Work task:
Output a verbatim copy of the data, cut off after the line that contains "fields and the".

Stored items:
====================

//! Domain event types.

use rust_decimal::Decimal;
use serde::{Deserialize, Serialize};

/// Facts about changes to the financial data, emitted after a mutation has
/// been applied to the store. Adapters decide what to do with them (push to
/// clients, persist, log).
#[derive(Clone, Debug, PartialEq, Serialize, Deserialize)]
#[serde(tag = "type", rename_all = "snake_case")]
pub enum DomainEvent {
    /// Investments were created, replaced, or removed. Derived fields and the
    /// portfolio summary have already been recomputed.
    InvestmentsChanged { investment_ids: Vec<String> },

    /// Expenses were added, removed, or imported.
    ExpensesChanged { expense_ids: Vec<String> },

    /// Goals were created, funded, or removed.
    GoalsChanged { goal_ids: Vec<String> },

    /// A simulated market tick moved current values.
    MarketTicked {
        total_value: Decimal,
        day_change: Decimal,
    },

    /// The simulated connectivity flag flipped.
    ConnectivityChanged { connected: bool },
}

impl DomainEvent {
    pub fn investments_changed(investment_ids: Vec<String>) -> Self {
        Self::InvestmentsChanged { investment_ids }
    }

    pub fn expenses_changed(expense_ids: Vec<String>) -> Self {
        Self::ExpensesChanged { expense_ids }
    }

    pub fn goals_changed(goal_ids: Vec<String>) -> Self {
        Self::GoalsChanged { goal_ids }
    }

    pub fn market_ticked(total_value: Decimal, day_change: Decimal) -> Self {
        Self::MarketTicked {
            total_value,
            day_change,
        }
    }

    pub fn connectivity_changed(connected: bool) -> Self {
        Self::ConnectivityChanged { connected }
    }

    /// Whether the event changes data that should be written to storage.
    /// Connectivity is transient and never persisted on its own.
    pub fn is_persistent(&self) -> bool {
        !matches!(self, DomainEvent::ConnectivityChanged { .. })
    }
}

#[cfg(test)]
mod tests {
    use super::*;
    use rust_decimal_macros::dec;

    #[test]
    fn test_domain_event_serialization() {
        let event = DomainEvent::investments_changed(vec!["inv1".to_string()]);

        let json = serde_json::to_string(&event).unwrap();
        assert!(json.contains("investments_changed"));

        let deserialized: DomainEvent = serde_json::from_str(&json).unwrap();
        match deserialized {
            DomainEvent::InvestmentsChanged { investment_ids } => {
                assert_eq!(investment_ids, vec!["inv1"]);
            }
            _ => panic!("Expected InvestmentsChanged"),
        }
    }

    #[test]
    fn test_market_ticked_serialization() {
        let event = DomainEvent::market_ticked(dec!(485000), dec!(-1200));
        let json = serde_json::to_string(&event).unwrap();
        assert!(json.contains("market_ticked"));

        let deserialized: DomainEvent = serde_json::from_str(&json).unwrap();
        assert_eq!(deserialized, event);
    }

    #[test]
    fn test_connectivity_is_not_persistent() {
        assert!(!DomainEvent::connectivity_changed(false).is_persistent());
        assert!(DomainEvent::goals_changed(vec![]).is_persistent());
    }
}
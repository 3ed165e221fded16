use async_trait::async_trait;
use chrono::NaiveDate;
use rust_decimal::Decimal;

use super::FinancialData;
use crate::errors::Result;
use crate::expenses::{Expense, NewExpense};
use crate::goals::{Goal, NewGoal};
use crate::market::{ConnectivityMonitor, PriceShockSource, TickOutcome};
use crate::portfolio::{Investment, NewInvestment, PortfolioSummary};
use crate::storage::StorageInfo;

/// Trait for the shared dashboard data service
#[async_trait]
pub trait FinancialDataServiceTrait: Send + Sync {
    fn get_data(&self) -> Result<FinancialData>;
    fn get_portfolio(&self) -> Result<PortfolioSummary>;
    fn get_investments(&self) -> Result<Vec<Investment>>;
    fn get_expenses(&self) -> Result<Vec<Expense>>;
    fn get_goals(&self) -> Result<Vec<Goal>>;

    async fn add_investment(&self, new_investment: NewInvestment) -> Result<Investment>;
    async fn update_investment(&self, id: &str, update: NewInvestment) -> Result<Investment>;
    async fn remove_investment(&self, id: &str) -> Result<Investment>;

    async fn add_expense(&self, new_expense: NewExpense) -> Result<Expense>;
    async fn replace_expense(&self, id: &str, replacement: NewExpense) -> Result<Expense>;
    async fn remove_expense(&self, id: &str) -> Result<Expense>;
    async fn import_expenses(&self, today: NaiveDate) -> Result<Vec<Expense>>;

    async fn add_goal(&self, new_goal: NewGoal) -> Result<Goal>;
    async fn add_funds_to_goal(&self, id: &str, amount: Decimal) -> Result<Goal>;
    async fn remove_goal(&self, id: &str) -> Result<Goal>;

    /// Runs one market tick. Ticks are serialized by the store lock.
    fn simulate_market_tick(&self, source: &mut dyn PriceShockSource) -> Result<TickOutcome>;

    /// Polls connectivity and stores the result. Returns the new state.
    fn poll_connectivity(
        &self,
        monitor: &ConnectivityMonitor,
        source: &mut dyn PriceShockSource,
    ) -> Result<bool>;

    /// `None` when the service runs without persistence.
    fn storage_info(&self) -> Option<StorageInfo>;
}
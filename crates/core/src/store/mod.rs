//! In-memory dashboard store and the shared service wrapping it.

mod financial_store;
mod seed;
mod store_model;
mod store_service;
mod store_traits;

pub use financial_store::FinancialStore;
pub use seed::{seed_expenses, seed_goals, seed_investments, simulated_statement_import};
pub use store_model::FinancialData;
pub use store_service::FinancialDataService;
pub use store_traits::FinancialDataServiceTrait;


#[cfg(test)]
mod store_service_tests;
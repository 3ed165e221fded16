use std::sync::Arc;

use crate::{error::ApiResult, main_lib::AppState};
use axum::{
    extract::{Path, State},
    http::StatusCode,
    routing::{get, post, put},
    Json, Router,
};
use financegpt_core::{
    utils::today_utc,
    validation::{validate_expense, ExpenseForm},
    Expense,
};

/// Newest first.
async fn get_expenses(State(state): State<Arc<AppState>>) -> ApiResult<Json<Vec<Expense>>> {
    let expenses = state.data_service.get_expenses()?;
    Ok(Json(expenses))
}

async fn create_expense(
    State(state): State<Arc<AppState>>,
    Json(form): Json<ExpenseForm>,
) -> ApiResult<(StatusCode, Json<Expense>)> {
    let new_expense = validate_expense(&form)?;
    let expense = state.data_service.add_expense(new_expense).await?;
    Ok((StatusCode::CREATED, Json(expense)))
}

/// Edits replace the entry; the response carries the new id.
async fn replace_expense(
    Path(id): Path<String>,
    State(state): State<Arc<AppState>>,
    Json(form): Json<ExpenseForm>,
) -> ApiResult<Json<Expense>> {
    let replacement = validate_expense(&form)?;
    let expense = state.data_service.replace_expense(&id, replacement).await?;
    Ok(Json(expense))
}

async fn delete_expense(
    Path(id): Path<String>,
    State(state): State<Arc<AppState>>,
) -> ApiResult<StatusCode> {
    let _ = state.data_service.remove_expense(&id).await?;
    Ok(StatusCode::NO_CONTENT)
}

/// Simulated bank-statement import.
async fn import_expenses(State(state): State<Arc<AppState>>) -> ApiResult<Json<Vec<Expense>>> {
    let imported = state.data_service.import_expenses(today_utc()).await?;
    Ok(Json(imported))
}

pub fn router() -> Router<Arc<AppState>> {
    Router::new()
        .route("/expenses", get(get_expenses).post(create_expense))
        .route("/expenses/import", post(import_expenses))
        .route("/expenses/{id}", put(replace_expense).delete(delete_expense))
}
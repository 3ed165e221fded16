//! Request and response bodies that exist only at the HTTP boundary.

use chrono::{DateTime, Utc};
use serde::{Deserialize, Serialize};

use financegpt_ai::ApiKeyStatus;
use financegpt_core::storage::StorageInfo;

#[derive(Debug, Clone, Default, Deserialize)]
#[serde(rename_all = "camelCase", default)]
pub struct ChatRequest {
    pub message: String,
    /// Embed the current portfolio, goals and recent expenses in the prompt
    pub include_context: bool,
}

#[derive(Debug, Clone, Serialize, Deserialize)]
#[serde(rename_all = "camelCase")]
pub struct ChatResponse {
    pub answer: String,
}

#[derive(Debug, Clone, Serialize, Deserialize)]
#[serde(rename_all = "camelCase")]
pub struct StrategyResponse {
    pub strategy: String,
}

#[derive(Debug, Clone, Serialize, Deserialize)]
#[serde(rename_all = "camelCase")]
pub struct AdvisorStatus {
    pub api_key: ApiKeyStatus,
}

#[derive(Debug, Clone, Serialize)]
#[serde(rename_all = "camelCase")]
pub struct HealthResponse {
    pub status: &'static str,
    pub version: &'static str,
    pub connected: bool,
    pub last_update: DateTime<Utc>,
    #[serde(skip_serializing_if = "Option::is_none")]
    pub storage: Option<StorageInfo>,
    pub api_key: ApiKeyStatus,
}
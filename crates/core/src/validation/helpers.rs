//! Small standalone checks used by forms and the server.

use chrono::{DateTime, NaiveDate, Utc};
use once_cell::sync::Lazy;
use regex::Regex;

static INDIAN_MOBILE_RE: Lazy<Regex> =
    Lazy::new(|| Regex::new(r"^[6-9]\d{9}$").expect("valid mobile regex"));

static EMAIL_RE: Lazy<Regex> =
    Lazy::new(|| Regex::new(r"^[^\s@]+@[^\s@]+\.[^\s@]+$").expect("valid email regex"));

/// Parses a number the way a form field is read: surrounding whitespace is
/// ignored and the value must be finite.
pub(crate) fn parse_number(value: &str) -> Option<f64> {
    value
        .trim()
        .parse::<f64>()
        .ok()
        .filter(|n| n.is_finite())
}

pub fn is_valid_positive_number(value: &str) -> bool {
    parse_number(value).is_some_and(|n| n > 0.0)
}

/// Reads an ISO date (`2030-01-31`, midnight UTC) or an RFC 3339 timestamp.
pub(crate) fn parse_instant(value: &str) -> Option<DateTime<Utc>> {
    let value = value.trim();
    if let Ok(date) = NaiveDate::parse_from_str(value, "%Y-%m-%d") {
        return date.and_hms_opt(0, 0, 0).map(|dt| dt.and_utc());
    }
    DateTime::parse_from_rfc3339(value)
        .ok()
        .map(|dt| dt.with_timezone(&Utc))
}

/// `true` only when the value parses and lies strictly after `now`.
pub fn is_future_date(value: &str, now: DateTime<Utc>) -> bool {
    parse_instant(value).is_some_and(|instant| instant > now)
}

/// Strips everything except digits and dots, keeping at most one dot.
///
/// `"₹1,25,000.50"` becomes `"125000.50"`.
pub fn sanitize_currency_input(value: &str) -> String {
    let cleaned: String = value
        .chars()
        .filter(|c| c.is_ascii_digit() || *c == '.')
        .collect();

    let mut parts = cleaned.split('.');
    let whole = parts.next().unwrap_or_default();
    match (parts.next(), parts.next()) {
        (Some(fraction), Some(_)) => format!("{}.{}", whole, fraction),
        _ => cleaned,
    }
}

/// Ten digits starting with 6-9.
pub fn validate_indian_mobile(mobile: &str) -> bool {
    INDIAN_MOBILE_RE.is_match(mobile)
}

pub fn validate_email(email: &str) -> bool {
    EMAIL_RE.is_match(email)
}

====================

Problem solution:
//! Domain event types.

use rust_decimal::Decimal;
use serde::{Deserialize, Serialize};

/// Facts about changes to the financial data, emitted after a mutation has
/// been applied to the store. Adapters decide what to do with them (push to
/// clients, persist, log).
#[derive(Clone, Debug, PartialEq, Serialize, Deserialize)]
#[serde(tag = "type", rename_all = "snake_case")]
pub enum DomainEvent {
    /// Investments were created, replaced, or removed. Derived fields and the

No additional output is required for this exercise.